Kolumne 31.01.09: Aufschrei in der Nacht
31.01.09 (von maj) Der polizeilichen Erschießung von Oscar Grant folgte deren Relativierung durch die Medien
Mumia Abu-Jamal * junge Welt Nr. 26 - 31. Jan./1. Febr. 2009
Am frühen Neujahrsmorgen kam es in der U-Bahnstation Fruitvale der Bay Area Rapid Transit (BART) zwischen San Francisco und Oakland zu Auseinandersetzungen zwischen zwei Gruppen junger Passagiere, die von oder zu Silvesterpartys unterwegs waren. Unter den Augen Hunderter U-Bahn-Passagiere griffen sich zahlreiche bewaffnete Polizisten einzelne junge Leute heraus, legten ihnen Plastikhandfesseln an und sonderten sie auf dem Bahnsteig von den anderen Passagieren ab.
Was dann passierte, ging via Internet rund um den Globus, weil mehrere Zeugen es mit ihren Handys gefilmt hatten: Der 22jährige Afroamerikaner Oscar Grant wird trotz seiner Plastikfesseln und obwohl er versucht, die Situation zu beruhigen, von den Bahnpolizisten auf den Bauch geworfen, einer der Beamten kniet sich auf sein Genick, ein zweiter zieht seine Waffe und schießt ihm ohne jedes Zögern in den Rücken. Grant stirbt noch am Tatort. Die Obduktion wird später ergeben, daß die Kugel aus der Waffe des 27jährigen Police Officers Johannes Mehserle den Brustkorb Grants durchschlug, am Bahnsteigboden abprallte und erneut in die Lunge Grants eindrang und sie zerfetzte.

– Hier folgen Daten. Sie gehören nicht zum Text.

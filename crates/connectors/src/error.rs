use thiserror::Error;

/// Errors raised while turning a filter into SQL.
#[derive(Debug, Clone, PartialEq, Eq, Error)]
pub enum SqlError {
    /// A lookup that SQL cannot express in this position.
    #[error("Unsupported lookup '{lookup}' on {field}: {reason}")]
    UnsupportedLookup {
        field: String,
        lookup: String,
        reason: String,
    },

    #[error("Unsupported expression: {0}")]
    UnsupportedExpression(String),

    /// A deferred name with no computed column behind it.
    #[error("Unknown computed column: {0}")]
    UnknownColumn(String),

    #[error("Unknown SQL dialect: {0}")]
    UnknownDialect(String),
}
use crate::ast::span::Span;
use model::{
    core::literal::Literal,
    filter::{ArithOp, RelOp},
};

/// `<not-or-common> [and|or <bool_expr>]`
#[derive(Debug, Clone, PartialEq)]
pub struct BoolExpr {
    pub head: BoolHead,
    pub tail: Option<BoolTail>,
    pub span: Span,
}

#[derive(Debug, Clone, PartialEq)]
pub enum BoolHead {
    /// `not` followed by an optional operand. A missing operand is kept so
    /// the compiler can report it.
    Not(Option<Box<BoolExpr>>),
    Common(CommonExpr),
}

#[derive(Debug, Clone, PartialEq)]
pub struct BoolTail {
    pub connective: Connective,
    pub rest: Box<BoolExpr>,
}

#[derive(Debug, Clone, Copy, PartialEq, Eq)]
pub enum Connective {
    And,
    Or,
}

#[derive(Debug, Clone, PartialEq)]
pub enum CommonExpr {
    Paren(Box<BoolExpr>),
    Marker(MarkerExpr),
    Function(FunctionExpr),
    Relation(RelExpr),
}

/// A function or arithmetic result compared against a literal.
#[derive(Debug, Clone, PartialEq)]
pub struct MarkerExpr {
    pub subject: MarkerSubject,
    pub op: RelOp,
    pub value: Literal,
    pub span: Span,
}

#[derive(Debug, Clone, PartialEq)]
pub enum MarkerSubject {
    Function(FunctionExpr),
    Math(MathExpr),
}

/// `<field> <add|sub|mul|div|mod> <number>`
#[derive(Debug, Clone, PartialEq)]
pub struct MathExpr {
    pub field: Vec<String>,
    pub op: ArithOp,
    pub operand: Literal,
    pub span: Span,
}

#[derive(Debug, Clone, PartialEq)]
pub struct FunctionExpr {
    pub name: String,
    pub args: Vec<Operand>,
    pub span: Span,
}

#[derive(Debug, Clone, PartialEq)]
pub enum Operand {
    Function(FunctionExpr),
    Literal(Literal),
    /// `/`-separated navigation path, split into segments.
    Path(Vec<String>),
}

impl Operand {
    pub fn kind(&self) -> &'static str {
        match self {
            Operand::Function(_) => "function call",
            Operand::Literal(_) => "literal",
            Operand::Path(_) => "field path",
        }
    }
}

/// `<field-or-function> <relop> <operand>`
#[derive(Debug, Clone, PartialEq)]
pub struct RelExpr {
    pub left: Operand,
    pub op: RelOp,
    pub right: Operand,
    pub span: Span,
}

Wer die Filmdokumente sieht, ist schockiert. Nicht weniger schockierend ist aber die Art und Weise, mit der die Medien danach versuchten, die realen Ereignisse mit einer Flut von Falschinformationen zu vertuschen. Nach Darstellung lokaler und internationaler Nachrichtenagenturen wollte Bahnpolizist Mehserle nach seinem Elektroschocktaser greifen, um den sistierten Grant, der angeblich immer noch Widerstand leistete, ruhigzustellen. Mehserle habe aber versehentlich seine scharfe Dienstwaffe erwischt, und es erst gemerkt, als es zu spät war.

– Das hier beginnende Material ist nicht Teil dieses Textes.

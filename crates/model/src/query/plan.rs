use crate::{filter::spec::FilterSpec, query::range::RowRange};
use serde::{Deserialize, Serialize};

/// Everything a query layer needs from one OData request's system query
/// options. Ordering, projection and range are independent of the filter.
#[derive(Debug, Clone, Default, PartialEq, Serialize, Deserialize)]
pub struct QueryPlan {
    pub filter: Option<FilterSpec>,

    /// Field tokens in priority order; descending entries carry a `-` prefix.
    #[serde(default, skip_serializing_if = "Vec::is_empty")]
    pub order_by: Vec<String>,

    #[serde(default, skip_serializing_if = "Vec::is_empty")]
    pub select: Vec<String>,

    #[serde(default, skip_serializing_if = "Vec::is_empty")]
    pub expand: Vec<String>,

    #[serde(default, skip_serializing_if = "Option::is_none")]
    pub range: Option<RowRange>,
}

impl QueryPlan {
    /// Output projection with filter-only annotations removed. Returns `None`
    /// when no `$select` was given, meaning "all fields".
    pub fn projection(&self) -> Option<Vec<&str>> {
        if self.select.is_empty() {
            return None;
        }

        let deferred = self.filter.as_ref().map(|f| &f.deferred);
        Some(
            self.select
                .iter()
                .filter(|name| deferred.is_none_or(|d| !d.contains(*name)))
                .map(String::as_str)
                .collect(),
        )
    }
}

#[cfg(test)]
mod tests {
    use super::*;

    #[test]
    fn test_projection_drops_deferred_names() {
        let mut filter = FilterSpec::default();
        filter.deferred.insert("annotated_value_1".to_string());

        let plan = QueryPlan {
            filter: Some(filter),
            select: vec!["Name".into(), "annotated_value_1".into()],
            ..QueryPlan::default()
        };

        assert_eq!(plan.projection(), Some(vec!["Name"]));
        assert_eq!(QueryPlan::default().projection(), None);
    }
}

Woher wollen die Medien dieses Detailwissen haben, wenn Mehserle auch Wochen nach den tragischen Ereignissen offiziell immer noch nicht vernommen werden konnte? Und muß es nicht verwundern, daß ausgerechnet in jener Nacht die Videoüberwachung des Bahnsteigs ausgefallen war? Man stelle sich vor, es wäre umgekehrt gewesen: Grant hätte den Bahnpolizisten Mehserle vor laufenden Kameras erschossen. Würden die Medien sich dann auch dafür stark machen, Grants Handeln in einem besseren Licht erscheinen zu lassen? Wäre Grant eine Woche nach seiner Tat auf Kaution freigelassen worden? Wäre er in der Lage gewesen, sich frei zu bewegen und sogar den Bundesstaat zu verlassen? Wer sich je Gedanken über die Rolle der Medien gemacht hat, dem wird hier eine gründliche Lektion über die vermeintliche Objektivität bürgerlicher Medien erteilt.
Die Ermordung Oscar Grants ist nur der letzte Vorfall in einer endlosen Kette ähnlicher Ereignisse, in denen es zu tödlichen Schüssen aus Polizeiwaffen auf Unbewaffnete kam. Die Namen Amadou Diallo und Sean Bell stehen für Hunderte zumeist junge schwarze Männer, die durch unverhältnismäßig brutale Polizeigewalt zu Tode gekommen sind. Und wie mit ihren Namen wird sich wohl auch mit dem von Oscar Grant irgendwann ein weiteres Mal die Nachricht verbinden, daß die uniformierten Täter von jeder Schuld und Verantwortung freigesprochen wurden.
Aber Oscar Grant ist jeder von uns, jeder von uns könnte sein Schicksal teilen, wir spüren es beim Anblick der Bilder, deren Ungeheuerlichkeit uns wie ein heißes Messer in die Eingeweide fährt. Wir wissen, daß wir alle gemeint sind.
In unserem Land stimmt etwas ganz und gar nicht mehr – und das ist das System selbst, das vor allem da, wo seine Repräsentanten unmittelbare Gewalt anwenden, rassistisch ist bis ins Mark. Solange sich das nicht ändert, gibt es keine wirklichen Veränderungen, und wir werden wieder und wieder durch die Straßen laufen und die Namen der nächsten Ermordeten in die Nacht schreien.